◆ Requirement
All lines containing the string "load" must be copied from the entries.

Excerpts from a dataset
····················

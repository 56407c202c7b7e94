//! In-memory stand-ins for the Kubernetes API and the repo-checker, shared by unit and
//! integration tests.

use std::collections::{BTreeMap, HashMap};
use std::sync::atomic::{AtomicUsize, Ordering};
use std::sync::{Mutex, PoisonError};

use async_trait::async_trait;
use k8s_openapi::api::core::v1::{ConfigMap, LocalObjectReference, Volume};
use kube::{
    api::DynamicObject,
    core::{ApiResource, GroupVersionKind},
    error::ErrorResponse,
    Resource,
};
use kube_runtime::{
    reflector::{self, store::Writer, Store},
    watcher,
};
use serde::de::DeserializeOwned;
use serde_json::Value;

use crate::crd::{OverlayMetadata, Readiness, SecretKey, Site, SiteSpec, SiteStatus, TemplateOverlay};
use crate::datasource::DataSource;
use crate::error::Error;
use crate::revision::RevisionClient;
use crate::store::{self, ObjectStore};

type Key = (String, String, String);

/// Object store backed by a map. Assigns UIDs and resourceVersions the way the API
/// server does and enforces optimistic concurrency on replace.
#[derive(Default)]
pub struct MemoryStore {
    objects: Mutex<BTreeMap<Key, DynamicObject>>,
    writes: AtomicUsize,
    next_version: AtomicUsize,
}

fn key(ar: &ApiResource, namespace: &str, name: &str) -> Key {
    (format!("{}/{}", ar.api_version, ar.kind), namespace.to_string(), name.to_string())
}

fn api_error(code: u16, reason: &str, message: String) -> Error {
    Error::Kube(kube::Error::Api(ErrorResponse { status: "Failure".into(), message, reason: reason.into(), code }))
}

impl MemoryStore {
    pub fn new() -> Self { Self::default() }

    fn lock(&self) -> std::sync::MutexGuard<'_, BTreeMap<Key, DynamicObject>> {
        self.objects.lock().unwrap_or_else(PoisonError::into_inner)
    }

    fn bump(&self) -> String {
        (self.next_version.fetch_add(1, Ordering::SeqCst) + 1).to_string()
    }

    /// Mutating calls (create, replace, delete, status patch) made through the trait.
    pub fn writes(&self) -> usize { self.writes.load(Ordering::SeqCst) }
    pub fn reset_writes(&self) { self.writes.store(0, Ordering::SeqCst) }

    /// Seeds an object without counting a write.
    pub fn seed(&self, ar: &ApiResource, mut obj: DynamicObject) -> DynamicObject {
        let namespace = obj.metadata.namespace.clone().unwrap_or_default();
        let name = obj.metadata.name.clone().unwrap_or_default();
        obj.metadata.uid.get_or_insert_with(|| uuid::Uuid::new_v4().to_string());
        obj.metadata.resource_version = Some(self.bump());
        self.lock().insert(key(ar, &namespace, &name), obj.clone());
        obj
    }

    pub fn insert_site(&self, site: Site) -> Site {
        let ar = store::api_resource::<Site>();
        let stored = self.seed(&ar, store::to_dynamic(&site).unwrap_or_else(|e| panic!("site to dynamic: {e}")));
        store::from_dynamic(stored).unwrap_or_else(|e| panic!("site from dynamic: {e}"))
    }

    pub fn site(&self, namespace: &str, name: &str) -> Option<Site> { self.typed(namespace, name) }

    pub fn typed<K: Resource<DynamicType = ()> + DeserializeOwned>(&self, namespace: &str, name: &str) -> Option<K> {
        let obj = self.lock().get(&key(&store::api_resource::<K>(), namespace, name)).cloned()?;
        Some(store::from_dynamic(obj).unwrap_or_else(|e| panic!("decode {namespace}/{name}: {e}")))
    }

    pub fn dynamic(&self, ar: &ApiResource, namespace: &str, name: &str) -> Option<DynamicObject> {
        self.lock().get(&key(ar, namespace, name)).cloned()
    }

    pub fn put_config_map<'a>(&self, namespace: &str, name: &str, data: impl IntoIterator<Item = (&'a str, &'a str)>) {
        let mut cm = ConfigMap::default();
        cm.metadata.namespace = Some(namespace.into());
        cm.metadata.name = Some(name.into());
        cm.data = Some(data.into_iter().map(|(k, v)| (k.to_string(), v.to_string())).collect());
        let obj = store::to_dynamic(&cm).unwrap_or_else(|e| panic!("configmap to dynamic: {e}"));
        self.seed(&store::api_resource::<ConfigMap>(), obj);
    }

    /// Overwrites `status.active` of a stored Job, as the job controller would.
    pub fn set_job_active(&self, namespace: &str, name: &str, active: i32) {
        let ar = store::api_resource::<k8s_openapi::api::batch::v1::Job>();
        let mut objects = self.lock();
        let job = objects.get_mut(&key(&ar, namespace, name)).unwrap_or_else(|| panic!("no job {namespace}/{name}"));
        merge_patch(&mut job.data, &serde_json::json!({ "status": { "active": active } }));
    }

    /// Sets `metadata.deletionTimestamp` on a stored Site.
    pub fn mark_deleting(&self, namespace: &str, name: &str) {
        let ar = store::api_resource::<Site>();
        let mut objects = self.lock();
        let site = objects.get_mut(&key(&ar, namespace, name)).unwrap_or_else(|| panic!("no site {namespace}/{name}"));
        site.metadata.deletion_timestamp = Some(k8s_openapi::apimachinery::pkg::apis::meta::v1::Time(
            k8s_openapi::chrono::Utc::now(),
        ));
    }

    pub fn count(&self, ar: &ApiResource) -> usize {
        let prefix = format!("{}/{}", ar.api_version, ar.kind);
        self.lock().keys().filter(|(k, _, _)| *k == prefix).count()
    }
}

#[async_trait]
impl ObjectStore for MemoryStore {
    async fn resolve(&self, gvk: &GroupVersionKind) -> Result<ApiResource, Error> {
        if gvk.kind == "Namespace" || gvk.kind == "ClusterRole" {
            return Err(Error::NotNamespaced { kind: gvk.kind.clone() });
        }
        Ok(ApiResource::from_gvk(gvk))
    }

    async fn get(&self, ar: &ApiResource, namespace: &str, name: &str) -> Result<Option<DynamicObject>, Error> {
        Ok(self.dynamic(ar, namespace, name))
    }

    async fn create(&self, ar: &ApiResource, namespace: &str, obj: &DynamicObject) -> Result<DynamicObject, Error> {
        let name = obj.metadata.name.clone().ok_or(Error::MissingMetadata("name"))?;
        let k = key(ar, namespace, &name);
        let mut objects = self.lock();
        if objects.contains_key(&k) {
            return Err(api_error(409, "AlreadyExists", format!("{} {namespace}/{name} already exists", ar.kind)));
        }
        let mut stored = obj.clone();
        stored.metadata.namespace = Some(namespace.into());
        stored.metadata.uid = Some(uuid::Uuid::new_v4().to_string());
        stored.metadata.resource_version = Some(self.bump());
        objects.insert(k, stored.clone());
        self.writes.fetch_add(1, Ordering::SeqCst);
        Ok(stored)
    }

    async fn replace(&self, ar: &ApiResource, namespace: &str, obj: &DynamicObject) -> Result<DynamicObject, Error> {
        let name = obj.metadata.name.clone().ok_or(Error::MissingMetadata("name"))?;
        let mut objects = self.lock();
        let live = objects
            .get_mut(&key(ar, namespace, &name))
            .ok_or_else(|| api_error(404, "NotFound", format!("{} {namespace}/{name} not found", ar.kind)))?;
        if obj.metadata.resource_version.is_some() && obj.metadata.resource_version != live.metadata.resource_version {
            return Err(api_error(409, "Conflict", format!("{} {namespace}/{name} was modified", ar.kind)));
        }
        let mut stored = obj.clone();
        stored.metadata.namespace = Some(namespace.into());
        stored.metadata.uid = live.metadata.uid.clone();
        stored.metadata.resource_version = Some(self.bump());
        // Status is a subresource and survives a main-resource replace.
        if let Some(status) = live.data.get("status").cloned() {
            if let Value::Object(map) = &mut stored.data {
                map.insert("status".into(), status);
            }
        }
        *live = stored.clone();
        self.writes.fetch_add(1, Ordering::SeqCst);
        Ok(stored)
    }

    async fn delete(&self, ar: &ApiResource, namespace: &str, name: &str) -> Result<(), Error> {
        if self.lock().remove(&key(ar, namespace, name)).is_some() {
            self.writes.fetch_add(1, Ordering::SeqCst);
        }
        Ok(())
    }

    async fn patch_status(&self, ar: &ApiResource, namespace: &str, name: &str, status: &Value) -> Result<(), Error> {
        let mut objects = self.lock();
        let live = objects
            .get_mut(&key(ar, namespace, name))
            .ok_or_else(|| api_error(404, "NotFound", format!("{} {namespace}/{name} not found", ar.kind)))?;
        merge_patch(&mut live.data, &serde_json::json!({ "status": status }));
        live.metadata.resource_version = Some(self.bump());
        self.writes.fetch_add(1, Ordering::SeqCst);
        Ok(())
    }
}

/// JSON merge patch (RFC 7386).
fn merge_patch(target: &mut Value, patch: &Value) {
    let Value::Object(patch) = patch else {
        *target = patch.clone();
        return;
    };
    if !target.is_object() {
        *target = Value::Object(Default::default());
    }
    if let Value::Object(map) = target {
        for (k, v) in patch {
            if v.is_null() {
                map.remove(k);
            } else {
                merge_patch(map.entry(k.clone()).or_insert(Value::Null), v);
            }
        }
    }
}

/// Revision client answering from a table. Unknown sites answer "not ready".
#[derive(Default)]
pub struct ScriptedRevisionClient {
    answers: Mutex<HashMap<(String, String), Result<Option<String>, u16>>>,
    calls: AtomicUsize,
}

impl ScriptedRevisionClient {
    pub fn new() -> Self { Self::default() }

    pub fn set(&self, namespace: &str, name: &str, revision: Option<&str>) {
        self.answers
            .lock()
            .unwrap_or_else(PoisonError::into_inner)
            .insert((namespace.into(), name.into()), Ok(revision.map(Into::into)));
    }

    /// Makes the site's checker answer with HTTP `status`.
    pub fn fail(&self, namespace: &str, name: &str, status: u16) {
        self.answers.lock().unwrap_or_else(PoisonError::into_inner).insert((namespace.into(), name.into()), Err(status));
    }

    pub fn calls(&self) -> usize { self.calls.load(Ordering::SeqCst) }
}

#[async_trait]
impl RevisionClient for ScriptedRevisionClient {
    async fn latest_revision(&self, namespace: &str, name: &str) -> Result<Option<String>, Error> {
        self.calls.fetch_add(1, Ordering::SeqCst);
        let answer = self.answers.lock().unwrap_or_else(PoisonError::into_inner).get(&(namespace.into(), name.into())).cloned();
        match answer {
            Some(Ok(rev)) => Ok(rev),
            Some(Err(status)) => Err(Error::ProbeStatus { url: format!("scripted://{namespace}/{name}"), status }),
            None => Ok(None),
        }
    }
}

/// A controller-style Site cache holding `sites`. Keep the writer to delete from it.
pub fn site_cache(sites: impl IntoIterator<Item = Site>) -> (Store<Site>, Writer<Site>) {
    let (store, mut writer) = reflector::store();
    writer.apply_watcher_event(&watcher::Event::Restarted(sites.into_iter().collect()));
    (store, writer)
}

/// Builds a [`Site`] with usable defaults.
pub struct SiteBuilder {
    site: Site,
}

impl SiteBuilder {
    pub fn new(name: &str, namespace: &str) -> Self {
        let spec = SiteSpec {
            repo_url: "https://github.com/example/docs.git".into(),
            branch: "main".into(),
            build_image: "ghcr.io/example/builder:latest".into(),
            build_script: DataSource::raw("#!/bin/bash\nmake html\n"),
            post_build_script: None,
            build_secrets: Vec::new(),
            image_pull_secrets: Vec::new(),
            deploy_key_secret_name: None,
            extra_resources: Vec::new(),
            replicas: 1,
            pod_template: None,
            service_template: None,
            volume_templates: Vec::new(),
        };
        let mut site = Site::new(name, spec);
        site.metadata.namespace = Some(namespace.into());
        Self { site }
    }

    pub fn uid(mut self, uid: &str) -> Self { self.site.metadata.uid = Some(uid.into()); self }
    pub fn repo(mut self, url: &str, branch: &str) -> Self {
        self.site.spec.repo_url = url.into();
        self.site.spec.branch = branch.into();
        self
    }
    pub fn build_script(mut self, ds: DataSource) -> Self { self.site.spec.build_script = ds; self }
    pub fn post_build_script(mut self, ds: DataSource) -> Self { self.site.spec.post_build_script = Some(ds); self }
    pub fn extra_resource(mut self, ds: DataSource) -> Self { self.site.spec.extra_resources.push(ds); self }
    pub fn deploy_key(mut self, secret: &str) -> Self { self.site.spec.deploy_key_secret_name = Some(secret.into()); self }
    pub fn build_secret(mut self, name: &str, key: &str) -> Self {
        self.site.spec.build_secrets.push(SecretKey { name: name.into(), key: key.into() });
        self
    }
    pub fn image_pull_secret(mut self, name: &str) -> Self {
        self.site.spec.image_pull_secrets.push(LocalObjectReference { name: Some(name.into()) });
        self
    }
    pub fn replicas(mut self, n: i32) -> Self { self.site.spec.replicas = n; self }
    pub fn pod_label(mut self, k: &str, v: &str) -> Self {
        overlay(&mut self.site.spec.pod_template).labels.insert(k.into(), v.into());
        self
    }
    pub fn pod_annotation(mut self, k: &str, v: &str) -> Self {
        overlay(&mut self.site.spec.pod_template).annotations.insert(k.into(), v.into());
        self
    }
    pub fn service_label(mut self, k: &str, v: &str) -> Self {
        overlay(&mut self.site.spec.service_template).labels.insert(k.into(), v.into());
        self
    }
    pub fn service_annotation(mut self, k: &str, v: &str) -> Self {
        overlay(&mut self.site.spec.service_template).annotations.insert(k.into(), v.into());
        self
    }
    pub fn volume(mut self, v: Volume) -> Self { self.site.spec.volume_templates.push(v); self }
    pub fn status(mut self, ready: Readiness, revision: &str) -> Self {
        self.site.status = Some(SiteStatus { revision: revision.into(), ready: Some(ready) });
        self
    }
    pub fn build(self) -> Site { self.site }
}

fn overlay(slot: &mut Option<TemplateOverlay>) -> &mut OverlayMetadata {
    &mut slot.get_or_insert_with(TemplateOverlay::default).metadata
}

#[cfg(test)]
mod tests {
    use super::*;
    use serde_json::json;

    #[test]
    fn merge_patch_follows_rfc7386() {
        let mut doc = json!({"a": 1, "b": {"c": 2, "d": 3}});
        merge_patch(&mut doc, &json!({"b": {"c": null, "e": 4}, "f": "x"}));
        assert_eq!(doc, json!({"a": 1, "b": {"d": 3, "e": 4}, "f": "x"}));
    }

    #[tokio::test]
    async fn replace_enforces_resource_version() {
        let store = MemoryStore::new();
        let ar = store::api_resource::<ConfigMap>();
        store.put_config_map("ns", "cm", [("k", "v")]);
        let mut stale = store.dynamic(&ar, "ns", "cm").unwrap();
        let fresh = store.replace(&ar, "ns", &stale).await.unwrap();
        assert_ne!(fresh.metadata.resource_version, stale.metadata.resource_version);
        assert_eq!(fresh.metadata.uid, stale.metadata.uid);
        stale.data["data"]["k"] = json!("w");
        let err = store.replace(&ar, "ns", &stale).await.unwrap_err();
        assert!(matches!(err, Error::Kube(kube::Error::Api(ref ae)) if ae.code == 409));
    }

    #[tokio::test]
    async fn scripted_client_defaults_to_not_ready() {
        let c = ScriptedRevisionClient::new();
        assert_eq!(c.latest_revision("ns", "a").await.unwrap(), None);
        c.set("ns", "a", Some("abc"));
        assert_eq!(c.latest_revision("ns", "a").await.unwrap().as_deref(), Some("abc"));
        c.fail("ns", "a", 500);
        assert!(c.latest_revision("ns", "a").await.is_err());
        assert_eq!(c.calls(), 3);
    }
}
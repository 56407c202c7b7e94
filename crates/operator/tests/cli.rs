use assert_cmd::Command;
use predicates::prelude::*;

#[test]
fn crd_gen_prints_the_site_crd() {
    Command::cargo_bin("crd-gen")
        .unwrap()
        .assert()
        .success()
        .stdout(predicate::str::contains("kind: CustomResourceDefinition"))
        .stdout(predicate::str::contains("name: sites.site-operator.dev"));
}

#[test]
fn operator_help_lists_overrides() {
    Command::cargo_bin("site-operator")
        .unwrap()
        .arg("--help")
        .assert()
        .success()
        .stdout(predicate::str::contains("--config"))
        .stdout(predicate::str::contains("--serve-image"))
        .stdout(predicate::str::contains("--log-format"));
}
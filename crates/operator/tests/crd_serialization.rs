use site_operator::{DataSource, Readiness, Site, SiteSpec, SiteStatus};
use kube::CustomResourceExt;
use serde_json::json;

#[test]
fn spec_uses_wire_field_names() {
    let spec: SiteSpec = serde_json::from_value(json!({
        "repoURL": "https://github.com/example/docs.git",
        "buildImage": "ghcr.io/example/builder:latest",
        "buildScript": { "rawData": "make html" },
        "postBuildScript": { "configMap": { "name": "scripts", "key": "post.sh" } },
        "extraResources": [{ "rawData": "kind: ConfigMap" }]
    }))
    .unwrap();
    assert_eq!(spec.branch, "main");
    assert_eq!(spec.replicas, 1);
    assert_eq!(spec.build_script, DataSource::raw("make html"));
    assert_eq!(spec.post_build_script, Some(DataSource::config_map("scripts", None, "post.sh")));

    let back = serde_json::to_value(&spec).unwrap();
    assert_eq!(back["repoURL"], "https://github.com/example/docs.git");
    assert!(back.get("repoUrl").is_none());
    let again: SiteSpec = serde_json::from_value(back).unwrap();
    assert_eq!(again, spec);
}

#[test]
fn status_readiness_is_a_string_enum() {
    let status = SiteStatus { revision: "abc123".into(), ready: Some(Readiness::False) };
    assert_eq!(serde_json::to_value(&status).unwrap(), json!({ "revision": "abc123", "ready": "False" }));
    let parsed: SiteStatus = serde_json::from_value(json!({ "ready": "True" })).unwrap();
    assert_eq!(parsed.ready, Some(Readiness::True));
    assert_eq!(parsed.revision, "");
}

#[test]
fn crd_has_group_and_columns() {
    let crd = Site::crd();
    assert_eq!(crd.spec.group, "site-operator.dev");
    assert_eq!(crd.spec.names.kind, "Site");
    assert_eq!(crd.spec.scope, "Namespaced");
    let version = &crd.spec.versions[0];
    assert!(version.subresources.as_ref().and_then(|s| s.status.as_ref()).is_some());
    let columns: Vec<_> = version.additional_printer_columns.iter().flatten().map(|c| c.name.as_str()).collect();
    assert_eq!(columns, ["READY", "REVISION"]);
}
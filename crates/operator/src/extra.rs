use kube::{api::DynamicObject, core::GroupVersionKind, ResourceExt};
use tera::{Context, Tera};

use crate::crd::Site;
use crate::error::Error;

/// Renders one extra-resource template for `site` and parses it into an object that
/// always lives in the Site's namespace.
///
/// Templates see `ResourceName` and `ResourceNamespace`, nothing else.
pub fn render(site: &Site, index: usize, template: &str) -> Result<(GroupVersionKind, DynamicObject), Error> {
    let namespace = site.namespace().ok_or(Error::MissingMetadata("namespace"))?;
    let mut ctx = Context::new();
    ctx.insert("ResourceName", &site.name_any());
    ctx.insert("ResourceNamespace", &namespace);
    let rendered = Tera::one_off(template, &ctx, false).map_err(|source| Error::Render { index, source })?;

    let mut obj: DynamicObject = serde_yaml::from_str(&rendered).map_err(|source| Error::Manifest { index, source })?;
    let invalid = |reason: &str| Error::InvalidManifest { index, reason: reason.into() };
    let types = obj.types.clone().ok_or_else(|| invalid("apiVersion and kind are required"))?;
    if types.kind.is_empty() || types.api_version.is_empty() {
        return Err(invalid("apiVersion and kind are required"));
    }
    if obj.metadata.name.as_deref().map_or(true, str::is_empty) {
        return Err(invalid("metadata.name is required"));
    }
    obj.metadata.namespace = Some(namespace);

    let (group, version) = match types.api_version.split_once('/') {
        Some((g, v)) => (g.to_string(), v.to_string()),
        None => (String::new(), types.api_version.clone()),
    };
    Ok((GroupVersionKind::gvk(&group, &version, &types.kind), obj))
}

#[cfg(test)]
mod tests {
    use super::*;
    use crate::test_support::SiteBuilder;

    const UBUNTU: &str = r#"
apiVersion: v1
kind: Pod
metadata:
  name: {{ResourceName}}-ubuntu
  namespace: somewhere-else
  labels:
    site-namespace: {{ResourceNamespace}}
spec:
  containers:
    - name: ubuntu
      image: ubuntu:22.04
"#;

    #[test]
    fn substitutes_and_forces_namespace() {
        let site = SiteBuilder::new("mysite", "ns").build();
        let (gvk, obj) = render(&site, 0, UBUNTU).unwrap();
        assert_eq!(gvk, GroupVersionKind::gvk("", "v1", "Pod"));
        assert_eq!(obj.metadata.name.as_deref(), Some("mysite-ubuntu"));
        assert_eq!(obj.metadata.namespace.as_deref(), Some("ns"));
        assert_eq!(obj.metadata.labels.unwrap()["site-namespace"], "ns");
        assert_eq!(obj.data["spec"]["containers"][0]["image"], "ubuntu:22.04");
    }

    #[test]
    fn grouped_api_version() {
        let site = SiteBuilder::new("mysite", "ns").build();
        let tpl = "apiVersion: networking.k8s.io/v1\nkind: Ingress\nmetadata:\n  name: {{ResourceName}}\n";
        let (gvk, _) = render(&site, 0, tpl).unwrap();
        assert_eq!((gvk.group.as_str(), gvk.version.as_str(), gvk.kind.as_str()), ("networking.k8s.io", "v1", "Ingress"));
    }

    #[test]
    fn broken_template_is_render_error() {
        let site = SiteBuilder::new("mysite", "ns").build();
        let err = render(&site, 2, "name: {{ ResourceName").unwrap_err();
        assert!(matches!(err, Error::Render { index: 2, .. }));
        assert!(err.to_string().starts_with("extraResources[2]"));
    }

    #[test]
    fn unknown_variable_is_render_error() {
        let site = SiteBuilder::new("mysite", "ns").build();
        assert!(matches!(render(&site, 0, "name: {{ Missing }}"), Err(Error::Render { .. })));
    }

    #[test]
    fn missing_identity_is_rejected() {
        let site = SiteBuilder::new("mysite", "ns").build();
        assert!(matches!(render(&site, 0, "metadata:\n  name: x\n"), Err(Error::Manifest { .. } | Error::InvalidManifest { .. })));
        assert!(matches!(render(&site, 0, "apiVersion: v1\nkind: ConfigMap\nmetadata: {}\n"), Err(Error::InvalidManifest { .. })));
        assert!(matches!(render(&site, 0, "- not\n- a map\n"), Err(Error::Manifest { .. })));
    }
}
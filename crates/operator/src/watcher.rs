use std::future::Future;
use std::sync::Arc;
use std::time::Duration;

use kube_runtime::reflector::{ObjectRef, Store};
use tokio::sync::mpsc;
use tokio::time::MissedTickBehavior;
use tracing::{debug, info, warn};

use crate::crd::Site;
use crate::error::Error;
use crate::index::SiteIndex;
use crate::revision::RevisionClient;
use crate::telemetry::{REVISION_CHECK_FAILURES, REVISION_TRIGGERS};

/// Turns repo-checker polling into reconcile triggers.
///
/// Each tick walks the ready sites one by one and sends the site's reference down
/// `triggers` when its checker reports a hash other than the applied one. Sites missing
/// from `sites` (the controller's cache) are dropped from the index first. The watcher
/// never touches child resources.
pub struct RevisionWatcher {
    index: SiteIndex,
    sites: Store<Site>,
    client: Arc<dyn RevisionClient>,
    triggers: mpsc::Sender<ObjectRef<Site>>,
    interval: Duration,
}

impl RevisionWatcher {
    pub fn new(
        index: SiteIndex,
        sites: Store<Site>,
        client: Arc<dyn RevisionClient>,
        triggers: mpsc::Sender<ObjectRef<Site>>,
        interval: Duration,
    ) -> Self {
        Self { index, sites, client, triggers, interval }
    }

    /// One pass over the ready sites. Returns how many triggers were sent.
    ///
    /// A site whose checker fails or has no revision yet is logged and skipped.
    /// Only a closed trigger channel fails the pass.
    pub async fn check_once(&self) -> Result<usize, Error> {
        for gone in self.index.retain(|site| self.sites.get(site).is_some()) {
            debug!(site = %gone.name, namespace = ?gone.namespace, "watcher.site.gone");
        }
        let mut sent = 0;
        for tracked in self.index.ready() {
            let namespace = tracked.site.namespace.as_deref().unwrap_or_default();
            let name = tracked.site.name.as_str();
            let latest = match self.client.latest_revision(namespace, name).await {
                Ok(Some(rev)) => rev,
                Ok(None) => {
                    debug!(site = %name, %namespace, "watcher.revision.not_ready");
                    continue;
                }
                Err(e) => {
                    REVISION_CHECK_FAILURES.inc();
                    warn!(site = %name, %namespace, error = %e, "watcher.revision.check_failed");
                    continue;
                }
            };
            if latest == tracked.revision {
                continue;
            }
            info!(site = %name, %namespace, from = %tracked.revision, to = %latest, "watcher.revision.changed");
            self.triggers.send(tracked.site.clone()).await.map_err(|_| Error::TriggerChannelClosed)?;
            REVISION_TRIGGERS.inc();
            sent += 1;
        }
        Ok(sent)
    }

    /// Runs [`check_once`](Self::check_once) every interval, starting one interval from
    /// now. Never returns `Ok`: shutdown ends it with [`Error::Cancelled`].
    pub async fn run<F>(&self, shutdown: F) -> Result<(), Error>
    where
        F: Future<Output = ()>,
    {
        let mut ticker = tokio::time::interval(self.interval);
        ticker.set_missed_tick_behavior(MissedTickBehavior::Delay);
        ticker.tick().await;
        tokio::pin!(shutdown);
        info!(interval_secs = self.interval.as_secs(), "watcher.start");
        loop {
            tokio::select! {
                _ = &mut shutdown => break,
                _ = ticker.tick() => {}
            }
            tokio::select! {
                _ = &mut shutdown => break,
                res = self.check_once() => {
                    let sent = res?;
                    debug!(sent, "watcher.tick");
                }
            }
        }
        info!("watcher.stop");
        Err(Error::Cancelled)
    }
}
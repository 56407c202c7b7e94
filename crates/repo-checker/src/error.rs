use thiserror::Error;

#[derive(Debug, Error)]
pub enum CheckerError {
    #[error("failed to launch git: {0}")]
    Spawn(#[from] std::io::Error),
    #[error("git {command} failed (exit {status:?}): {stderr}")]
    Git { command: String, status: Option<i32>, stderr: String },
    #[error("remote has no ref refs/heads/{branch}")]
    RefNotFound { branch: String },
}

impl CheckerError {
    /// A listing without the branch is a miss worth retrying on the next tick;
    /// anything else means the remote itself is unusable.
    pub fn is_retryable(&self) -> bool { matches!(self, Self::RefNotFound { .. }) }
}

····················

◆ Task answer
    pub fn writes(&self) -> usize { self.writes.load(Ordering::SeqCst) }
    pub fn calls(&self) -> usize { self.calls.load(Ordering::SeqCst) }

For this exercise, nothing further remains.